TASK TO CARRY OUT
Where a line below holds the string "budget", that line goes into the answer.

ENTRIES SHOWN
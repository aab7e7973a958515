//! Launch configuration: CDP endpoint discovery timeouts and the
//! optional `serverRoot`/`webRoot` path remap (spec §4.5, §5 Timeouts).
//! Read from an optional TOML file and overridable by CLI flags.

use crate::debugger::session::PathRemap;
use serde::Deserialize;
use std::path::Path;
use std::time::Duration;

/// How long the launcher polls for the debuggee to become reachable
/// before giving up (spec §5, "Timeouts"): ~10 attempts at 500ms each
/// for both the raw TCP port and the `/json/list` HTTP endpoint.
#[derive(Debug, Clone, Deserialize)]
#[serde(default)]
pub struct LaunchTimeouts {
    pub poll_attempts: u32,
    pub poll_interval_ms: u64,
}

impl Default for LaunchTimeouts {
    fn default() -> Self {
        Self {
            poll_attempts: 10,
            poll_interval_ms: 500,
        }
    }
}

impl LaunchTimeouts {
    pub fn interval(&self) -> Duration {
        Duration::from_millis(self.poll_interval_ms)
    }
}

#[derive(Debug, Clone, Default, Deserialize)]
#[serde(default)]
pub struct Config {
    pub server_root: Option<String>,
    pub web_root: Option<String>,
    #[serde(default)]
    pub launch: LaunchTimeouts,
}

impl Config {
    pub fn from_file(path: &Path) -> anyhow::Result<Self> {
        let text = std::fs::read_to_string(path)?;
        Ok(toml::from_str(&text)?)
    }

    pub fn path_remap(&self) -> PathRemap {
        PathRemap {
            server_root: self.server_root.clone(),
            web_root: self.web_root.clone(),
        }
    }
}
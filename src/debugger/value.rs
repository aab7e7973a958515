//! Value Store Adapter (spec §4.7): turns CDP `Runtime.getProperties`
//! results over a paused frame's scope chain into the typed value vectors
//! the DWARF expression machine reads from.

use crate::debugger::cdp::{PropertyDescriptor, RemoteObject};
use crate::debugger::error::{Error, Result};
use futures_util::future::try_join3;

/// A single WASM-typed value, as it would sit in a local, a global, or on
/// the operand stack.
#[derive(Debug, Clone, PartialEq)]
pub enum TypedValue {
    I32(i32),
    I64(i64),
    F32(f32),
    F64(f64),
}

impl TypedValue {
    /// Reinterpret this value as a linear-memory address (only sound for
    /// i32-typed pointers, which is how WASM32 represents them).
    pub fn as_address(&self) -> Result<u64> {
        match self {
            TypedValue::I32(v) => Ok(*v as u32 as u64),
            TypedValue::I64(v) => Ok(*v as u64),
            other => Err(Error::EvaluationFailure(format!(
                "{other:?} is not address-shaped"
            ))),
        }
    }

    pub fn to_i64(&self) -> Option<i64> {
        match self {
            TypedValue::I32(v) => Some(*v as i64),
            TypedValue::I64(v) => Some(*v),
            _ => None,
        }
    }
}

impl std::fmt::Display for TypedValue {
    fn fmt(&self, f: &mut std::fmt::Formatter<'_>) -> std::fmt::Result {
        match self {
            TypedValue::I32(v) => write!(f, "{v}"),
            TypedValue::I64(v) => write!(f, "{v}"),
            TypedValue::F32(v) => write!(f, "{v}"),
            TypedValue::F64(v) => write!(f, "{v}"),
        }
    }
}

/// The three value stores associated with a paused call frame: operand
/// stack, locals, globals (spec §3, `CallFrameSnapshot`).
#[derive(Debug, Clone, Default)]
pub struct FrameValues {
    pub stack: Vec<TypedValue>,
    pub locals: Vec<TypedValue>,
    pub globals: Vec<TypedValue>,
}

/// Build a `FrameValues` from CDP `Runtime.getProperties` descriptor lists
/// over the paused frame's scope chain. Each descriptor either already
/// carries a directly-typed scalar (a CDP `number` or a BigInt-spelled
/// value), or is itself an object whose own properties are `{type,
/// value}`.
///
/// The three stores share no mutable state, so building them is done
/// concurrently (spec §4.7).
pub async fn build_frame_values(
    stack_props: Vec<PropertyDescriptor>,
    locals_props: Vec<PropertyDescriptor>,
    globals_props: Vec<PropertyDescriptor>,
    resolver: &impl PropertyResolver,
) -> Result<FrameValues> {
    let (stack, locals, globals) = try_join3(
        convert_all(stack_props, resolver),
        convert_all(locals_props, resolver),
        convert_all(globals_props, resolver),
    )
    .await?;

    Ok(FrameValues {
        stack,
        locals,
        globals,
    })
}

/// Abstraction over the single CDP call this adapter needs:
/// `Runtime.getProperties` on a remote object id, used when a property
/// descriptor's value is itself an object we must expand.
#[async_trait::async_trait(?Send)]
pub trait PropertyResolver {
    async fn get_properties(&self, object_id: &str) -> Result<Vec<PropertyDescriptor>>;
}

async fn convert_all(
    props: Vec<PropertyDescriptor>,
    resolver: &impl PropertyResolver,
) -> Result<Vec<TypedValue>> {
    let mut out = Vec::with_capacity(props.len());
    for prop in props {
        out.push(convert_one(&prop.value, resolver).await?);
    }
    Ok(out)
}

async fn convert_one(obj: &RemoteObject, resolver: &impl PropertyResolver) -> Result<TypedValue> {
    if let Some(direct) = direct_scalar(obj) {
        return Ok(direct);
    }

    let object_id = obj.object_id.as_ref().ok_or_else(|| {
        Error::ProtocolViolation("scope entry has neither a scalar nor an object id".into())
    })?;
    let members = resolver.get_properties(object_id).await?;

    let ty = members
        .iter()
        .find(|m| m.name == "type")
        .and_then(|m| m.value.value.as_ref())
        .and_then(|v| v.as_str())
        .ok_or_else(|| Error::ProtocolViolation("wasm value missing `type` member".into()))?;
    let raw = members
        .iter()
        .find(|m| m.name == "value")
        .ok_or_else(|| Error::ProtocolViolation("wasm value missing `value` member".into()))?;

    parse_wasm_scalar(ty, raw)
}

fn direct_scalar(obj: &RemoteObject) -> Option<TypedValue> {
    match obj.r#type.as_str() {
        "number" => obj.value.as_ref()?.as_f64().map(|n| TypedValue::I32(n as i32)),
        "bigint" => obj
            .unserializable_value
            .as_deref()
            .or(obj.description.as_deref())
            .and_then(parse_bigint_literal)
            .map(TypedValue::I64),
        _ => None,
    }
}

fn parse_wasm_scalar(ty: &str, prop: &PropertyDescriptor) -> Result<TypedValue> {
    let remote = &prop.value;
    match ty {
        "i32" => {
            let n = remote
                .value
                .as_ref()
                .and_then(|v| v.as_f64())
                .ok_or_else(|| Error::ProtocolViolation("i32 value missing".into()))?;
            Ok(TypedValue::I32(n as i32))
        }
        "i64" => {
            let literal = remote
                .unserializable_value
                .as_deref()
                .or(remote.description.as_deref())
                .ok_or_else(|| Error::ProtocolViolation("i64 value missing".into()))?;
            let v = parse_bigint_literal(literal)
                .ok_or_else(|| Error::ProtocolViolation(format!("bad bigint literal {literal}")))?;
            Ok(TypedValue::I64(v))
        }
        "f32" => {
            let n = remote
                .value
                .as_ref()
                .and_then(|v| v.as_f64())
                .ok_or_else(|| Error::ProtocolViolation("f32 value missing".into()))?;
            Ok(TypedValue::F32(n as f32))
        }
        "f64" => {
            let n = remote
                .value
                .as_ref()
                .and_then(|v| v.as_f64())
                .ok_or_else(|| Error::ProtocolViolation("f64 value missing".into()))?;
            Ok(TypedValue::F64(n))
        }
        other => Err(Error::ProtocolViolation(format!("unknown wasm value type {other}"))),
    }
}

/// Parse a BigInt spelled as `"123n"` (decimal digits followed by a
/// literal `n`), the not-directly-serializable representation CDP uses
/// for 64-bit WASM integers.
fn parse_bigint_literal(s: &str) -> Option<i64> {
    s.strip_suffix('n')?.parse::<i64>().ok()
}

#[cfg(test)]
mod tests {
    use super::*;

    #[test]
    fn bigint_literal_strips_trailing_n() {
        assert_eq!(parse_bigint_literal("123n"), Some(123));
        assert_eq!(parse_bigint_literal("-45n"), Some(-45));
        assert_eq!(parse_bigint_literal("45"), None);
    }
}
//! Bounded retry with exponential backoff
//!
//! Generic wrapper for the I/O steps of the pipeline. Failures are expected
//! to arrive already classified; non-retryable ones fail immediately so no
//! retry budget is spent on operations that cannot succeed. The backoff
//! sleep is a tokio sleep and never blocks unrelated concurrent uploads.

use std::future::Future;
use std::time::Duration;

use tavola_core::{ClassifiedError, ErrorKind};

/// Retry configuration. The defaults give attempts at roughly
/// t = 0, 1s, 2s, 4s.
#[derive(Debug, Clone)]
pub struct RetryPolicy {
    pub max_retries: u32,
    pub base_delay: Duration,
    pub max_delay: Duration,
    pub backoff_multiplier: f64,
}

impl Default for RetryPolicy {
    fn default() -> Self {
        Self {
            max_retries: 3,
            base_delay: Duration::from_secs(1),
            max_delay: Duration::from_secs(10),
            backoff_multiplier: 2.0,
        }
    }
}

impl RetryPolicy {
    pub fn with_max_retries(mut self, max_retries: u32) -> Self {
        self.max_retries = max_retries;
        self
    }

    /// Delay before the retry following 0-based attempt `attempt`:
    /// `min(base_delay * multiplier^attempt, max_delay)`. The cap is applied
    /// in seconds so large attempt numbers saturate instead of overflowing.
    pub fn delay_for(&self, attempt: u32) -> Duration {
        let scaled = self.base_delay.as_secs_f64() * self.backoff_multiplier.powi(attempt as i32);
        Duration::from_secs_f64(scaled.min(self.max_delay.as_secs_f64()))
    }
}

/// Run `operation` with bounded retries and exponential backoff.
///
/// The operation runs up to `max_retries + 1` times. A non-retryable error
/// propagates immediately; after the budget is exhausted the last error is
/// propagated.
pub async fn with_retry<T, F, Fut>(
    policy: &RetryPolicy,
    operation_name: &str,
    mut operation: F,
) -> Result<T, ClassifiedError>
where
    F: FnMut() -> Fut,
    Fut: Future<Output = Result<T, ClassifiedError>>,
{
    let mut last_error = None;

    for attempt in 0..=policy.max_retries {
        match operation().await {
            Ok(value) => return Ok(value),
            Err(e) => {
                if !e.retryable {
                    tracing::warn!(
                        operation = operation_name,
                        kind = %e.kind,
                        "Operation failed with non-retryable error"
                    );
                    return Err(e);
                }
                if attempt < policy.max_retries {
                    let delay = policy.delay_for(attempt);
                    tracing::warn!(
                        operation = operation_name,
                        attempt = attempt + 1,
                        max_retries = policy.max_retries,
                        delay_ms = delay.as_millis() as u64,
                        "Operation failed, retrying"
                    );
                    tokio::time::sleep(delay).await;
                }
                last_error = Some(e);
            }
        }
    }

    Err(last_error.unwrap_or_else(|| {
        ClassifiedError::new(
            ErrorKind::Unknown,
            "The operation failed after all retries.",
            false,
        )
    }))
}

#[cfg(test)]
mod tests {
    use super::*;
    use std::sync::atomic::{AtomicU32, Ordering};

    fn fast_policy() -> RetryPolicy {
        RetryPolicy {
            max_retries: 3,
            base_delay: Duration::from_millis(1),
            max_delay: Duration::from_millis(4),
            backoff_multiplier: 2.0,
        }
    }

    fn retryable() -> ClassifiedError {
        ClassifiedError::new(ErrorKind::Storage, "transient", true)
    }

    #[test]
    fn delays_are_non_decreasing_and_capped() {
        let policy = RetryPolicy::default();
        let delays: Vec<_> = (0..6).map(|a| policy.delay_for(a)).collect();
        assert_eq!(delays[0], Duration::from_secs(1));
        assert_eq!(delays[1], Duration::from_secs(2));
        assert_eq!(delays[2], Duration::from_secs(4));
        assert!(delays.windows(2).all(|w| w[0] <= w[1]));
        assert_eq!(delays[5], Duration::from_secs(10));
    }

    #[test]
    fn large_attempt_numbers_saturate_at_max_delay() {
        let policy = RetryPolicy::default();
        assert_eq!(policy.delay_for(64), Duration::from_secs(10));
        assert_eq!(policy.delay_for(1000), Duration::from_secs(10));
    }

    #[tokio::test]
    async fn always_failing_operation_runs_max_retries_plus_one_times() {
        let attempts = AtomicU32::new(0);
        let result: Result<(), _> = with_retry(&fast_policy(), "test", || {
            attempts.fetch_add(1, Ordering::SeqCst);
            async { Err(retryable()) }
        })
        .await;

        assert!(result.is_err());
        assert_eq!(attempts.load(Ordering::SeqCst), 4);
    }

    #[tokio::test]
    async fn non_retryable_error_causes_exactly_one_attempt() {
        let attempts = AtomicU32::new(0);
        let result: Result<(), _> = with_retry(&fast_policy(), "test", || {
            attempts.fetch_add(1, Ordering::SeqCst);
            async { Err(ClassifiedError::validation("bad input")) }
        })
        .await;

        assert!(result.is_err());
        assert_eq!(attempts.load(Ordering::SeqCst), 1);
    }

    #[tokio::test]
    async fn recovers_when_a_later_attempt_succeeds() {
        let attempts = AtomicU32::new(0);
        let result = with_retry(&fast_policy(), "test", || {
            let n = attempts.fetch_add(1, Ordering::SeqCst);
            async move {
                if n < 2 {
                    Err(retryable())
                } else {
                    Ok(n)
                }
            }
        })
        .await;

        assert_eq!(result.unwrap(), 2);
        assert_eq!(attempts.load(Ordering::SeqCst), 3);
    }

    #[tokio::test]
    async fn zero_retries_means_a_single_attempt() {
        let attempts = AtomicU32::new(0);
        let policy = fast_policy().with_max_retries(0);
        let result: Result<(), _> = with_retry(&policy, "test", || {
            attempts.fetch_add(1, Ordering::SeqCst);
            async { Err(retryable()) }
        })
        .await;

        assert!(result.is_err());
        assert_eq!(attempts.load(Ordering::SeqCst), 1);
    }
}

ANSWER AREA
//! retry budget is spent on operations that cannot succeed. The backoff
/// propagates immediately; after the budget is exhausted the last error is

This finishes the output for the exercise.